To deploy funds quickly and put them in service to small businesses, IBank is asking lenders — including community development financial institutions and minority depository institutions — to sign up to use its loan guarantee program. Certification requires only a one-page form. The list of lenders already participating is available on IBank’s Participating Lenders website.

In addition to small business loan guarantees, IBank will use approximately $200 million of its SSBCI funds to launch the new Venture Capital program, designed to create a more-inclusive venture capital ecosystem by investing in underrepresented VC managers, underrepresented and underserved entrepreneurs and business owners, and geographic areas that are socio-economically disadvantaged or that receive very limited venture capital funding.

“IBank is not only excited to infuse our successful Small Business Loan Guarantee program with new funding, we are particularly thrilled to launch this new venture capital program,” said IBank Executive Director Scott Wu. “In spite of California’s dominance in the VC industry, venture capital remains inaccessible to many entrepreneurs. Increasing inclusion not only in who receives VC funding but also in who manages VC funds is critically important in the state’s push toward equity.”

 

8 Comments

  1. Oh boy. Another pile of money to ineptly squander and hand over to insiders skilled at working the system.

  2. Newsom destroyed small business in CA, and chased many large companies out of town. This will result in much less tax revenue and it’s going to get ugly next budget season.
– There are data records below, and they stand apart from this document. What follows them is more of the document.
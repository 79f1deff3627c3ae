//! Filesystem and external-process helpers.

pub mod fs;
pub mod process;

pub use fs::ensure_dir_exists;
pub use process::Cmd;
//! Console handlers for emulator output.
//!
//! - [`TeeHandler`]: echoes console output to stdout and optionally a log file
//! - [`CaptureHandler`]: accumulates output for inspection after the run

use std::fs::File;
use std::io::Write;
use std::path::Path;
use std::process::Command;

/// Receives console output from a running emulator.
pub trait ConsoleHandler: Send {
    /// Called before the emulator starts with the command being executed.
    fn on_start(&mut self, command: &Command) {
        let _ = command;
    }

    /// Called when console bytes arrive.
    fn on_output(&mut self, data: &[u8]);

    /// Called when the emulator exits.
    fn on_exit(&mut self, exit_code: i32) {
        let _ = exit_code;
    }
}

/// Handler that accumulates all console bytes.
#[derive(Debug, Default)]
pub struct CaptureHandler {
    output: Vec<u8>,
    exit_code: Option<i32>,
}

impl CaptureHandler {
    pub fn new() -> Self {
        Self::default()
    }

    /// Output captured so far, lossily decoded.
    pub fn output(&self) -> String {
        String::from_utf8_lossy(&self.output).into_owned()
    }

    pub fn exit_code(&self) -> Option<i32> {
        self.exit_code
    }
}

impl ConsoleHandler for CaptureHandler {
    fn on_output(&mut self, data: &[u8]) {
        self.output.extend_from_slice(data);
    }

    fn on_exit(&mut self, exit_code: i32) {
        self.exit_code = Some(exit_code);
    }
}

/// Handler that echoes output to stdout and, if configured, a log file.
#[derive(Debug, Default)]
pub struct TeeHandler {
    log: Option<File>,
}

impl TeeHandler {
    /// Echo to stdout only.
    pub fn new() -> Self {
        Self::default()
    }

    /// Echo to stdout and write everything to `path` (created or truncated).
    pub fn with_log(path: &Path) -> std::io::Result<Self> {
        if let Some(parent) = path.parent() {
            std::fs::create_dir_all(parent)?;
        }
        Ok(Self {
            log: Some(File::create(path)?),
        })
    }
}

impl ConsoleHandler for TeeHandler {
    fn on_start(&mut self, command: &Command) {
        tracing::debug!(command = ?command, "starting emulator");
    }

    fn on_output(&mut self, data: &[u8]) {
        let mut stdout = std::io::stdout();
        let _ = stdout.write_all(data);
        let _ = stdout.flush();
        if let Some(log) = &mut self.log {
            if let Err(e) = log.write_all(data) {
                tracing::warn!("failed to write console log: {}", e);
                self.log = None;
            }
        }
    }

    fn on_exit(&mut self, exit_code: i32) {
        if let Some(log) = &mut self.log {
            let _ = log.flush();
        }
        tracing::debug!(exit_code, "emulator exited");
    }
}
Also, the plummeting school enrollment from LA to San Fran will result in major budget shortfalls for an already failing public education system in CA. If you have kids, get them out of this state as soon as possible.
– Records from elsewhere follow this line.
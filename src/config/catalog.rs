use super::workload::{FileSpec, WorkloadConfig, WorkloadFile};
use crate::core::context::Context;
use crate::core::error::{Error, Result};
use crate::distro::DistroKind;
use std::collections::{BTreeMap, BTreeSet, HashMap};
use std::path::{Path, PathBuf};

/// Source of resolved workload configurations.
pub trait Catalog {
    /// Resolve a configuration file path into its record.
    fn resolve(&self, path: &Path) -> Result<&WorkloadConfig>;

    /// Every configuration path known to the catalog, sorted.
    fn all_known_paths(&self) -> Vec<PathBuf>;

    /// Configuration paths that are base distributions, sorted.
    fn base_distributions(&self) -> Vec<PathBuf>;
}

/// Catalog of workloads loaded from one or more workload directories.
#[derive(Debug, Default)]
pub struct WorkloadCatalog {
    configs: BTreeMap<PathBuf, WorkloadConfig>,
    distros: BTreeSet<PathBuf>,
}

impl WorkloadCatalog {
    /// Create an empty catalog.
    pub fn new() -> Self {
        Self::default()
    }

    /// Add a workload record.
    pub fn insert(&mut self, path: impl Into<PathBuf>, config: WorkloadConfig) {
        self.configs.insert(path.into(), config);
    }

    /// Add a base distribution record.
    pub fn insert_distro(&mut self, path: impl Into<PathBuf>, config: WorkloadConfig) {
        let path = path.into();
        self.distros.insert(path.clone());
        self.configs.insert(path, config);
    }

    /// Mutable access, used to push the initramfs flag down before graph construction.
    pub fn resolve_mut(&mut self, path: &Path) -> Result<&mut WorkloadConfig> {
        self.configs
            .get_mut(path)
            .ok_or_else(|| Error::config(format!("unknown configuration: {}", path.display())))
    }

    /// Load every `*.json` / `*.toml` file directly inside each workload directory.
    pub fn load(workdirs: &[PathBuf], ctx: &Context) -> Result<Self> {
        let mut files: BTreeMap<PathBuf, WorkloadFile> = BTreeMap::new();
        let mut by_name: HashMap<String, PathBuf> = HashMap::new();

        for dir in workdirs {
            let entries = std::fs::read_dir(dir).map_err(|e| {
                Error::config(format!("failed to read workload directory {}: {}", dir.display(), e))
            })?;
            for entry in entries {
                let path = entry?.path();
                let is_config = matches!(
                    path.extension().and_then(|e| e.to_str()),
                    Some("json") | Some("toml")
                );
                if !is_config || !path.is_file() {
                    continue;
                }
                let path = std::path::absolute(&path)?;
                if let Some(file_name) = path.file_name().and_then(|n| n.to_str()) {
                    by_name.insert(file_name.to_string(), path.clone());
                }
                files.insert(path.clone(), WorkloadFile::load(&path)?);
            }
        }

        let mut resolver = Resolver {
            ctx,
            files: &files,
            by_name: &by_name,
            resolved: BTreeMap::new(),
            visiting: BTreeSet::new(),
        };
        for path in files.keys() {
            resolver.resolve(path)?;
        }

        let mut catalog = Self::new();
        for (path, config) in resolver.resolved {
            if files[&path].base.is_none() {
                catalog.insert_distro(path, config);
            } else {
                catalog.insert(path, config);
            }
        }
        catalog.check_unique_artifacts()?;

        tracing::debug!(
            workloads = catalog.configs.len(),
            distros = catalog.distros.len(),
            "loaded workload catalog"
        );
        Ok(catalog)
    }

    /// No two records may target the same binary or image.
    fn check_unique_artifacts(&self) -> Result<()> {
        let mut seen: HashMap<PathBuf, String> = HashMap::new();
        let mut stack: Vec<&WorkloadConfig> = self.configs.values().collect();

        while let Some(config) = stack.pop() {
            let mut artifacts = vec![config.bin.clone()];
            artifacts.extend(config.img.clone());
            for artifact in artifacts {
                if let Some(other) = seen.insert(artifact.clone(), config.name.clone()) {
                    return Err(Error::config(format!(
                        "'{}' and '{}' both produce {}",
                        other,
                        config.name,
                        artifact.display()
                    )));
                }
            }
            stack.extend(config.jobs.values());
        }
        Ok(())
    }
}

impl Catalog for WorkloadCatalog {
    fn resolve(&self, path: &Path) -> Result<&WorkloadConfig> {
        self.configs
            .get(path)
            .ok_or_else(|| Error::config(format!("unknown configuration: {}", path.display())))
    }

    fn all_known_paths(&self) -> Vec<PathBuf> {
        self.configs.keys().cloned().collect()
    }

    fn base_distributions(&self) -> Vec<PathBuf> {
        self.distros.iter().cloned().collect()
    }
}

/// Resolves `base` inheritance with memoization and cycle detection.
struct Resolver<'a> {
    ctx: &'a Context,
    files: &'a BTreeMap<PathBuf, WorkloadFile>,
    by_name: &'a HashMap<String, PathBuf>,
    resolved: BTreeMap<PathBuf, WorkloadConfig>,
    visiting: BTreeSet<PathBuf>,
}

impl Resolver<'_> {
    fn resolve(&mut self, path: &Path) -> Result<WorkloadConfig> {
        if let Some(config) = self.resolved.get(path) {
            return Ok(config.clone());
        }
        if !self.visiting.insert(path.to_path_buf()) {
            return Err(Error::config(format!(
                "inheritance cycle through {}",
                path.display()
            )));
        }

        let file = &self.files[path];
        let workdir = path.parent().map(Path::to_path_buf).unwrap_or_default();

        let parent = match &file.base {
            Some(base) => {
                let base_path = self.by_name.get(base).cloned().ok_or_else(|| {
                    Error::config(format!("{}: unknown base '{}'", path.display(), base))
                })?;
                Some(self.resolve(&base_path)?)
            }
            None => None,
        };

        let default_name = path
            .file_stem()
            .and_then(|s| s.to_str())
            .unwrap_or_default()
            .to_string();
        let mut config = self.build(file, &default_name, &workdir, parent.as_ref())?;
        config.cfg_file = Some(path.to_path_buf());
        config.validate()?;

        self.visiting.remove(path);
        self.resolved.insert(path.to_path_buf(), config.clone());
        Ok(config)
    }

    /// Turn one file (or nested job) into a record layered on `parent`.
    fn build(
        &self,
        file: &WorkloadFile,
        default_name: &str,
        workdir: &Path,
        parent: Option<&WorkloadConfig>,
    ) -> Result<WorkloadConfig> {
        let name = file.name.clone().unwrap_or_else(|| default_name.to_string());
        let resolve = |p: &Path| workdir.join(p);

        let distro = match (file.distro, parent) {
            (Some(distro), _) => distro,
            (None, Some(parent)) => parent.distro,
            (None, None) => {
                return Err(Error::MissingConfig(format!(
                    "{}: distro (required for base distributions)",
                    name
                )));
            }
        };

        let bin = file
            .bin
            .as_deref()
            .map(resolve)
            .unwrap_or_else(|| self.ctx.image_dir.join(format!("{}-bin", name)));

        let (img, base_img) = match (file.img.as_deref(), parent) {
            (Some(img), _) => (Some(resolve(img)), parent.and_then(|p| p.img.clone())),
            (None, Some(parent)) => match &parent.img {
                Some(parent_img) => (
                    Some(self.ctx.image_dir.join(format!("{}.img", name))),
                    Some(parent_img.clone()),
                ),
                None => (None, None),
            },
            (None, None) if distro != DistroKind::Bare => {
                (Some(self.ctx.image_dir.join(format!("{}.img", name))), None)
            }
            (None, None) => (None, None),
        };

        let mut files = Vec::new();
        if let Some(overlay) = &file.overlay {
            files.push(FileSpec::new(resolve(overlay).join("*"), "/"));
        }
        for (src, dst) in &file.files {
            files.push(FileSpec::new(resolve(src), dst.clone()));
        }

        let mut config = WorkloadConfig {
            name: name.clone(),
            workdir: workdir.to_path_buf(),
            cfg_file: None,
            distro,
            source: file.source.as_deref().map(resolve),
            bin,
            img,
            initramfs: file.initramfs,
            linux_config: file
                .linux_config
                .as_deref()
                .map(resolve)
                .or_else(|| parent.and_then(|p| p.linux_config.clone())),
            linux_src: file
                .linux_src
                .as_deref()
                .map(resolve)
                .or_else(|| parent.and_then(|p| p.linux_src.clone())),
            base_img,
            files,
            guest_init: file.guest_init.as_deref().map(resolve),
            run_spec: file.run_spec(workdir)?,
            outputs: file.outputs.clone(),
            jobs: BTreeMap::new(),
            host_init: file.host_init.as_deref().map(resolve),
            post_run_hook: file.post_run_hook.clone(),
        };

        for job_file in &file.jobs {
            let short = job_file
                .name
                .clone()
                .ok_or_else(|| Error::MissingConfig(format!("{}: job name", name)))?;
            let mut job_file = job_file.clone();
            job_file.name = Some(format!("{}-{}", name, short));
            let job = self.build(&job_file, &short, workdir, Some(&config))?;
            if config.jobs.insert(short.clone(), job).is_some() {
                return Err(Error::config(format!("{}: duplicate job '{}'", name, short)));
            }
        }

        if config.initramfs {
            config.propagate_initramfs();
        }
        Ok(config)
    }
}

#[cfg(test)]
mod tests {
    use super::*;
    use crate::config::Settings;
    use crate::core::context::RunName;

    fn make_context(root: &Path) -> Context {
        Context::new(
            Settings::default(),
            root.to_path_buf(),
            RunName::new(Path::new("test.json"), "build"),
        )
        .unwrap()
    }

    #[test]
    fn test_insert_and_resolve() {
        let mut catalog = WorkloadCatalog::new();
        catalog.insert_distro("/w/br-base.json", WorkloadConfig::new("br-base", "br-base-bin"));
        catalog.insert("/w/test.json", WorkloadConfig::new("test", "test-bin"));

        assert_eq!(catalog.resolve(Path::new("/w/test.json")).unwrap().name, "test");
        assert!(catalog.resolve(Path::new("/w/missing.json")).is_err());
        assert_eq!(catalog.all_known_paths().len(), 2);
        assert_eq!(
            catalog.base_distributions(),
            vec![PathBuf::from("/w/br-base.json")]
        );
    }

    #[test]
    fn test_duplicate_artifacts_rejected() {
        let mut catalog = WorkloadCatalog::new();
        catalog.insert("/w/a.json", WorkloadConfig::new("a", "same-bin"));
        catalog.insert("/w/b.json", WorkloadConfig::new("b", "same-bin"));
        let err = catalog.check_unique_artifacts().unwrap_err();
        assert!(err.to_string().contains("same-bin"));
    }

    #[test]
    fn test_base_without_distro_rejected() {
        let dir = tempfile::tempdir().unwrap();
        let workdir = dir.path().join("workloads");
        std::fs::create_dir_all(&workdir).unwrap();
        std::fs::write(workdir.join("orphan.json"), r#"{ "name": "orphan" }"#).unwrap();

        let ctx = make_context(dir.path());
        let err = WorkloadCatalog::load(&[workdir], &ctx).unwrap_err();
        assert!(err.to_string().contains("distro"));
    }

    #[test]
    fn test_inheritance_cycle_rejected() {
        let dir = tempfile::tempdir().unwrap();
        let workdir = dir.path().join("workloads");
        std::fs::create_dir_all(&workdir).unwrap();
        std::fs::write(workdir.join("a.json"), r#"{ "base": "b.json" }"#).unwrap();
        std::fs::write(workdir.join("b.json"), r#"{ "base": "a.json" }"#).unwrap();

        let ctx = make_context(dir.path());
        let err = WorkloadCatalog::load(&[workdir], &ctx).unwrap_err();
        assert!(err.to_string().contains("cycle"));
    }

    #[test]
    fn test_unknown_base_rejected() {
        let dir = tempfile::tempdir().unwrap();
        let workdir = dir.path().join("workloads");
        std::fs::create_dir_all(&workdir).unwrap();
        std::fs::write(workdir.join("a.json"), r#"{ "base": "nope.json" }"#).unwrap();

        let ctx = make_context(dir.path());
        let err = WorkloadCatalog::load(&[workdir], &ctx).unwrap_err();
        assert!(err.to_string().contains("unknown base 'nope.json'"));
    }
}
  3. Goodness, this will not work.

    Small Businesses don’t need free money, they need space to operate.

    This will just get funneled into NGOs, City and Couty Departments and there will be less small business jobs once the dust settles.

    Why do you people fall for this every time?

  4. It’s money likely (also) misspent by the Usual Suspects when it comes to spending public funds outside as well as inside government in California Today™, and it would never, for example, be banked for assisting small businesses while BART to San Jose was changed to the existing system dual-bore design with cut-and-cover rapid construction along Santa Clara Street.

    Nor would it be used for (what BART also needs) cleanliness and safety near places where small business could use some assistance, or since so much of the city needs such help, concentrated on the worst or neediest places.

    Nope.

  5. More money for friends of the Getty Oil Empire patronage Governor?
    Elitist Hypocrite Newsom.
    For 2 years, Newsom and his Band of Highly Paid Bureaucrats put the Boot on the Neck of Small Business and a majority of low-wage and middle-class workers.

    …Newsom has unilaterally determined whether people are allowed to make a living or not.”
    “In CA, nearly 40,000 small businesses had closed by Sept 2020,
    according to data analyzed by the New York Times.”

    “The businesses hit hardest by state & county stay-at-home orders (were) small businesses…”

    Besides breaking his own overbearing rules, Newsom’s rich friends benefitted:

    The “French Laundry Restaurant Where Newsom Dined Received Over $2.4 Million in PPP COVID Loans”
    This was 17x More than what the Average Bay Area restaurant received from the PPP.

  6. There has been rampant fraud in the quick deployment of Covid relief funds – including newly reported fraud in Minnesota in which the Somali community has again defrauded the State and Fed children’s aid programs to send money back to shady groups in Africa.

    It looks like a good portion of these funds are being set up for fraud payouts:

    “To deploy funds quickly … Certification requires only a one-page form. “

  7. If we had only masked up, shut down and shut up when we were told to our businesses would still be here. Oh wait… that’s exactly what we did. But there’s still time to stop this by taking more shots. Oh, caught the virus anyway? Oops. I guess how we vote does play a role in our future.